Dataset entries

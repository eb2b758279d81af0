// Core quiz logic - everything except talking to the terminal
pub mod config;
pub mod enumerate;
pub mod error;
pub mod render;
pub mod report;
pub mod sample;
pub mod text;

pub use config::QuizConfig;
pub use enumerate::{enumerate, EligibleFiles};
pub use error::Error;
pub use render::{render_file, render_text, ContextWindow, Highlight};
pub use report::LineCount;
pub use sample::{ClockSeed, FixedSeed, QuizRound, Sampler, SeedSource, MAX_LINE_ATTEMPTS};
pub use text::FileText;

/// Result type alias because typing Result<T, Error> everywhere is tedious
pub type Result<T> = std::result::Result<T, Error>;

Assigned task |
What is needed is each line of the data, printed exactly.

Expected output |
repository eb2b758279d81af0
// Core quiz logic - everything except talking to the terminal
pub mod config;
pub mod enumerate;
pub mod error;
pub mod render;
pub mod report;
pub mod sample;
pub mod text;

pub use config::QuizConfig;
pub use enumerate::{enumerate, EligibleFiles};
pub use error::Error;
pub use render::{render_file, render_text, ContextWindow, Highlight};
pub use report::LineCount;
pub use sample::{ClockSeed, FixedSeed, QuizRound, Sampler, SeedSource, MAX_LINE_ATTEMPTS};
pub use text::FileText;

/// Result type alias because typing Result<T, Error> everywhere is tedious
pub type Result<T> = std::result::Result<T, Error>;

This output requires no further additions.